Avec l’exemple d’un avion qui demande 100 ch pour décoller et 60 ch en croisière :
Soit le moteur thermique dimensionné pour la croisière (> 95% du temps) fournit 60 ch à l’hélice, et fonctionne donc toujours à son meilleur rendement. Un moteur électrique de 40 ch apporte l’appoint nécessaire au décollage. Soit le moteur électrique est dimensionné à 100 ch pour le décollage, seul, sur batterie, batterie qui est rechargée en vol et remplacée par un moteur thermique de 80 ch entraînant un alternateur fournissant 10 ch pour la recharge et 60 ch au moteur électrique – sans passer par la batterie qui n’apporterait que des pertes. Le défi est alors de limiter l’accroissement de masse à vide, entre le moteur électrique, le moteur thermique, la batterie, l’alternateur et… le cuivre.
L’avion hybride le plus connu en France, le Cassio de Voltaero, est un mélange assez mystérieux des deux cas, puisqu’il est annoncé un décollage sur les seuls moteurs électriques – pour de nobles raisons de bruit, mais avec un gros moteur thermique en ligne sur une hélice, et un jeu d’embrayages. Je ne sais pas comment un avion peut décoller efficacement avec seulement la moitié de sa puissance installée ; toute l’aviation se base au contraire sur un surcroît de puissance en crête au décollage. C’est donc une affaire de compromis difficile.
Il est certain qu’il est crucial de beaucoup réduire le bruit des aéronefs, mais si c’est pour diviser par quatre ou cinq la charge payante, et ne pas changer la consommation totale du vol, où sera l’intérêt ?

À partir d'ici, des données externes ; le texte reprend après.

/// CLI для этапа трансформации данных

use std::path::PathBuf;

use anyhow::Context;

use exam_ml::DataTransformer;

fn main() -> anyhow::Result<()> {
    // Инициализация логирования
    tracing_subscriber::fmt()
        .with_env_filter(tracing_subscriber::EnvFilter::from_default_env())
        .init();

    let mut args = std::env::args().skip(1);
    let train_path = args
        .next()
        .map(PathBuf::from)
        .unwrap_or_else(|| PathBuf::from("artifacts/train.csv"));
    let test_path = args
        .next()
        .map(PathBuf::from)
        .unwrap_or_else(|| PathBuf::from("artifacts/test.csv"));

    let transformer = DataTransformer::new();
    let output = transformer
        .transform(&train_path, &test_path)
        .context("data transformation failed")?;

    tracing::info!(
        "Done: train {:?}, test {:?}, preprocessor at {:?}",
        output.train.shape(),
        output.test.shape(),
        output.preprocessor_path
    );
    Ok(())
}
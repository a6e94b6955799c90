/// Модуль предобработки данных

pub mod encoding;
pub mod imputation;
pub mod pipeline;
pub mod scaling;

pub use encoding::OneHotEncoder;
pub use imputation::{MedianImputer, ModeImputer};
pub use pipeline::ColumnPreprocessor;
pub use scaling::VarianceScaler;
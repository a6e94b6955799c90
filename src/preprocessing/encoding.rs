//! One-hot кодирование категориальных признаков

use ndarray::Array2;
use serde::{Deserialize, Serialize};
use std::collections::BTreeSet;

use crate::error::PipelineError;

/// One-hot энкодер со словарем категорий, выученным на обучающей выборке.
///
/// Категории внутри колонки упорядочены лексикографически, колонки идут
/// в порядке схемы - раскладка выходной матрицы полностью детерминирована.
/// Незнакомая категория на инференсе - явная ошибка, а не тихий пропуск.
#[derive(Debug, Clone, Serialize, Deserialize)]
pub struct OneHotEncoder {
    column_names: Vec<String>,
    categories: Option<Vec<Vec<String>>>,
}

impl OneHotEncoder {
    pub fn new(column_names: Vec<String>) -> Self {
        Self {
            column_names,
            categories: None,
        }
    }

    /// Учит отсортированный словарь категорий каждой колонки
    pub fn fit(&mut self, columns: &[Vec<String>]) -> Result<(), PipelineError> {
        if columns.len() != self.column_names.len() {
            return Err(PipelineError::ColumnCountMismatch {
                expected: self.column_names.len(),
                actual: columns.len(),
            });
        }

        let mut categories = Vec::with_capacity(columns.len());
        for (idx, column) in columns.iter().enumerate() {
            if column.is_empty() {
                return Err(PipelineError::EmptyInput(format!(
                    "categorical column {idx} has no rows"
                )));
            }
            let unique: BTreeSet<&str> = column.iter().map(String::as_str).collect();
            categories.push(unique.into_iter().map(str::to_string).collect());
        }
        self.categories = Some(categories);
        Ok(())
    }

    /// Разворачивает каждую колонку в индикаторные колонки словаря
    pub fn transform(&self, columns: &[Vec<String>]) -> Result<Array2<f64>, PipelineError> {
        let categories = self.categories.as_ref().ok_or(PipelineError::NotFitted)?;
        if columns.len() != categories.len() {
            return Err(PipelineError::ColumnCountMismatch {
                expected: categories.len(),
                actual: columns.len(),
            });
        }

        let n_rows = columns.first().map_or(0, |c| c.len());
        let width: usize = categories.iter().map(|c| c.len()).sum();
        let mut out = Array2::zeros((n_rows, width));

        let mut offset = 0;
        for (j, (column, vocab)) in columns.iter().zip(categories).enumerate() {
            for (i, value) in column.iter().enumerate() {
                let pos = vocab.binary_search(value).map_err(|_| {
                    PipelineError::UnknownCategory {
                        column: self.column_names[j].clone(),
                        value: value.clone(),
                    }
                })?;
                out[[i, offset + pos]] = 1.0;
            }
            offset += vocab.len();
        }
        Ok(out)
    }

    /// Суммарное число индикаторных колонок
    pub fn output_width(&self) -> Option<usize> {
        self.categories
            .as_ref()
            .map(|cats| cats.iter().map(|c| c.len()).sum())
    }

    pub fn categories(&self) -> Option<&[Vec<String>]> {
        self.categories.as_deref()
    }
}
//! Vote data: the upstream payload shapes we read and the aggregated view we
//! produce.
//!
//! Upstream payloads are parsed leniently: every field we do not strictly
//! need is optional, so schema drift degrades to fallbacks instead of errors.

use serde::{Deserialize, Deserializer, Serialize};
use serde_aux::prelude::{deserialize_default_from_null, deserialize_number_from_string};

/// Accept a JSON string or an integer, producing a string.
fn deserialize_opt_string_from_number<'de, D>(deserializer: D) -> Result<Option<String>, D::Error>
where
    D: Deserializer<'de>,
{
    #[derive(Deserialize)]
    #[serde(untagged)]
    enum Raw {
        Text(String),
        Number(u64),
    }

    Ok(Option::<Raw>::deserialize(deserializer)?.map(|raw| match raw {
        Raw::Text(text) => text,
        Raw::Number(number) => number.to_string(),
    }))
}

// ─── Upstream: vote list ─────────────────────────────────────────────────────

/// Envelope of the vote-list endpoint.
#[derive(Debug, Clone, Deserialize)]
pub struct VoteListPayload {
    #[serde(rename = "houseRollCallVotes", default, deserialize_with = "deserialize_default_from_null")]
    pub votes: Vec<Vote>,
}

/// One roll-call vote as listed upstream.
#[derive(Debug, Clone, PartialEq, Eq, Serialize, Deserialize)]
#[serde(rename_all = "camelCase")]
pub struct Vote {
    #[serde(deserialize_with = "deserialize_number_from_string")]
    pub roll_call_number: u32,
    #[serde(default)]
    pub legislation_type: Option<String>,
    #[serde(default, deserialize_with = "deserialize_opt_string_from_number")]
    pub legislation_number: Option<String>,
    #[serde(default)]
    pub result: Option<String>,
    #[serde(default)]
    pub start_date: Option<String>,
    #[serde(default)]
    pub vote_question: Option<String>,
}

impl Vote {
    /// Bill type and number when both are present and non-empty.
    ///
    /// Votes without them are procedural.
    #[must_use]
    pub fn legislation(&self) -> Option<(&str, &str)> {
        let bill_type = self.legislation_type.as_deref().filter(|s| !s.is_empty())?;
        let number = self.legislation_number.as_deref().filter(|s| !s.is_empty())?;
        Some((bill_type, number))
    }
}

// ─── Upstream: bill metadata ─────────────────────────────────────────────────

#[derive(Debug, Clone, Default, Deserialize)]
pub struct BillTitlesPayload {
    #[serde(default, deserialize_with = "deserialize_default_from_null")]
    pub titles: Vec<BillTitle>,
}

#[derive(Debug, Clone, Deserialize)]
#[serde(rename_all = "camelCase")]
pub struct BillTitle {
    #[serde(default)]
    pub title: Option<String>,
    #[serde(default)]
    pub title_type: Option<String>,
}

#[derive(Debug, Clone, Default, Deserialize)]
pub struct BillSummariesPayload {
    #[serde(default, deserialize_with = "deserialize_default_from_null")]
    pub summaries: Vec<BillSummary>,
}

#[derive(Debug, Clone, Deserialize)]
pub struct BillSummary {
    #[serde(default)]
    pub text: Option<String>,
}

// ─── Upstream: vote detail ───────────────────────────────────────────────────

#[derive(Debug, Clone, Deserialize)]
pub struct VoteDetailPayload {
    #[serde(rename = "houseRollCallVote", default)]
    pub vote: Option<VoteDetail>,
}

#[derive(Debug, Clone, Default, Deserialize)]
#[serde(rename_all = "camelCase")]
pub struct VoteDetail {
    #[serde(default)]
    pub vote_question: Option<String>,
    #[serde(default, deserialize_with = "deserialize_default_from_null")]
    pub vote_party_total: Vec<PartyTotal>,
}

/// Per-party tally in the vote detail payload.
#[derive(Debug, Clone, Default, Deserialize)]
#[serde(rename_all = "camelCase")]
pub struct PartyTotal {
    #[serde(default)]
    pub party: Option<PartyInfo>,
    #[serde(default)]
    pub yea_total: Option<u32>,
    #[serde(default)]
    pub nay_total: Option<u32>,
    #[serde(default)]
    pub not_voting_total: Option<u32>,
}

#[derive(Debug, Clone, Default, Deserialize)]
pub struct PartyInfo {
    #[serde(rename = "type", default)]
    pub party_type: Option<String>,
    #[serde(default)]
    pub name: Option<String>,
}

// ─── Upstream: member votes ──────────────────────────────────────────────────

#[derive(Debug, Clone, Deserialize)]
pub struct VoteMembersPayload {
    #[serde(rename = "houseRollCallVoteMemberVotes", default)]
    pub member_votes: Option<MemberVotesBlock>,
}

#[derive(Debug, Clone, Default, Deserialize)]
pub struct MemberVotesBlock {
    #[serde(default, deserialize_with = "deserialize_default_from_null")]
    pub results: Vec<MemberVote>,
}

impl VoteMembersPayload {
    /// Member votes, empty when the block is missing.
    #[must_use]
    pub fn into_results(self) -> Vec<MemberVote> {
        self.member_votes.map(|block| block.results).unwrap_or_default()
    }
}

/// How one member voted on one roll call.
///
/// Upstream calls the party and state fields `voteParty` and `voteState`.
#[derive(Debug, Clone, PartialEq, Eq, Serialize, Deserialize)]
#[serde(rename_all = "camelCase")]
pub struct MemberVote {
    #[serde(default, deserialize_with = "deserialize_default_from_null")]
    pub first_name: String,
    #[serde(default)]
    pub last_name: Option<String>,
    #[serde(default, alias = "voteParty")]
    pub party: Option<String>,
    #[serde(default, alias = "voteState", skip_serializing_if = "Option::is_none")]
    pub state: Option<String>,
    #[serde(default, deserialize_with = "deserialize_default_from_null")]
    pub vote_cast: String,
}

// ─── Aggregated view ─────────────────────────────────────────────────────────

/// Two-valued summary of how contested a vote was.
#[derive(Debug, Clone, Copy, PartialEq, Eq, Serialize, Deserialize)]
#[serde(rename_all = "lowercase")]
pub enum ImpactLevel {
    High,
    Low,
}

/// Totals and members for one party on one vote.
#[derive(Debug, Clone, PartialEq, Eq, Serialize, Deserialize)]
#[serde(rename_all = "camelCase")]
pub struct PartyBreakdown {
    /// Upstream party code ("R", "D", "I"); `None` when upstream omitted it.
    pub party_type: Option<String>,
    /// Lowercased party code, or `"unknown"`.
    pub party_class: String,
    pub party_name: String,
    pub yea_total: u32,
    pub nay_total: u32,
    pub not_voting_total: u32,
    pub members: Vec<MemberVote>,
}

/// One vote merged with its bill metadata, party tallies, member votes, and
/// impact classification. Derived per request; never cached.
#[derive(Debug, Clone, PartialEq, Eq, Serialize, Deserialize)]
#[serde(rename_all = "camelCase")]
pub struct AggregatedVoteView {
    pub roll_call_number: u32,
    pub legislation_type: Option<String>,
    pub legislation_number: Option<String>,
    pub title: String,
    pub summary: String,
    pub question: Option<String>,
    pub result: Option<String>,
    pub start_date: Option<String>,
    pub impact: ImpactLevel,
    pub party_breakdown: Vec<PartyBreakdown>,
    pub member_votes: Vec<MemberVote>,
}
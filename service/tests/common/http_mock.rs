//! HTTP mock server helpers for testing outbound HTTP calls.
//!
//! This module provides a thin wrapper around `wiremock` for declarative
//! HTTP stubbing. Use it to stand in for congress.gov or the ZIP lookup in
//! integration tests.
//!
//! # Quick Start
//!
//! ```ignore
//! use crate::common::http_mock::MockHttpServer;
//!
//! #[tokio::test]
//! async fn test_external_api_call() {
//!     let server = MockHttpServer::start().await;
//!
//!     server
//!         .expect_get("/house-vote/119/2")
//!         .with_query("api_key", "test-key")
//!         .respond_with_json(json!({"houseRollCallVotes": []}))
//!         .mount()
//!         .await;
//!
//!     // Point the client at server.url()
//! }
//! ```
//!
//! # Patterns
//!
//! - **Success response**: `.respond_with_json(value)` or `.respond_with_body(string)`
//! - **Error response**: `.respond_with_status(503)`
//! - **Timeout simulation**: `.respond_with_delay(Duration::from_secs(30))`
//! - **Request verification**: `.expect_times(1)` to assert call count

use std::time::Duration;

use serde_json::Value;
use wiremock::matchers::{method, path, query_param};
use wiremock::{Mock, MockServer, ResponseTemplate};

/// A running stub server.
pub struct MockHttpServer {
    server: MockServer,
}

impl MockHttpServer {
    /// Start a server on a random local port.
    pub async fn start() -> Self {
        Self {
            server: MockServer::start().await,
        }
    }

    /// Base URL, without a trailing slash.
    pub fn url(&self) -> String {
        self.server.uri()
    }

    /// Begin stubbing a `GET` to `route`.
    pub fn expect_get(&self, route: &str) -> StubBuilder<'_> {
        StubBuilder {
            server: &self.server,
            mock: Mock::given(method("GET")).and(path(route)),
            status: 200,
            body: None,
            delay: None,
            expected_calls: None,
        }
    }

    /// Number of requests the server has seen.
    pub async fn request_count(&self) -> usize {
        self.server
            .received_requests()
            .await
            .map_or(0, |requests| requests.len())
    }
}

enum StubBody {
    Json(Value),
    Text(String),
}

/// Accumulates matchers and a response, then mounts them on the server.
pub struct StubBuilder<'a> {
    server: &'a MockServer,
    mock: wiremock::MockBuilder,
    status: u16,
    body: Option<StubBody>,
    delay: Option<Duration>,
    expected_calls: Option<u64>,
}

impl StubBuilder<'_> {
    /// Require a query parameter.
    pub fn with_query(mut self, name: &str, value: &str) -> Self {
        self.mock = self.mock.and(query_param(name, value));
        self
    }

    pub fn respond_with_json(mut self, body: Value) -> Self {
        self.body = Some(StubBody::Json(body));
        self
    }

    pub fn respond_with_body(mut self, body: &str) -> Self {
        self.body = Some(StubBody::Text(body.to_string()));
        self
    }

    pub fn respond_with_status(mut self, status: u16) -> Self {
        self.status = status;
        self
    }

    pub fn respond_with_delay(mut self, delay: Duration) -> Self {
        self.delay = Some(delay);
        self
    }

    /// Fail the test on drop unless the stub was hit exactly `times`.
    pub fn expect_times(mut self, times: u64) -> Self {
        self.expected_calls = Some(times);
        self
    }

    pub async fn mount(self) {
        let mut response = ResponseTemplate::new(self.status);
        response = match self.body {
            Some(StubBody::Json(body)) => response.set_body_json(body),
            Some(StubBody::Text(body)) => response.set_body_string(body),
            None => response,
        };
        if let Some(delay) = self.delay {
            response = response.set_delay(delay);
        }

        let mut mock = self.mock.respond_with(response);
        if let Some(times) = self.expected_calls {
            mock = mock.expect(times);
        }
        mock.mount(self.server).await;
    }
}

Tous les industriels cherchent activement comment progresser, et sont optimistes. C’est notre rôle et c’est très bien. Mais il n’y a pas d’indice qu’ils aient encore relevé un seul des défis que l’on colle à l’hybride. En attendant, je trouve dangereux de survendre ces espoirs d’innovations car les lois de la physique sont très têtues.
J’ai été effaré récemment d’entendre promettre aux élus et riverains de notre aérodrome – sous forte pression – une aviation hybride et électrique, ultra-silencieuse et décarbonée, pour bientôt.
Même si elles « n’engagent que ceux qui les croient », ces promesses pourraient bien nous retomber dessus. Un peu l’histoire de Perrette et la peau de l’ours.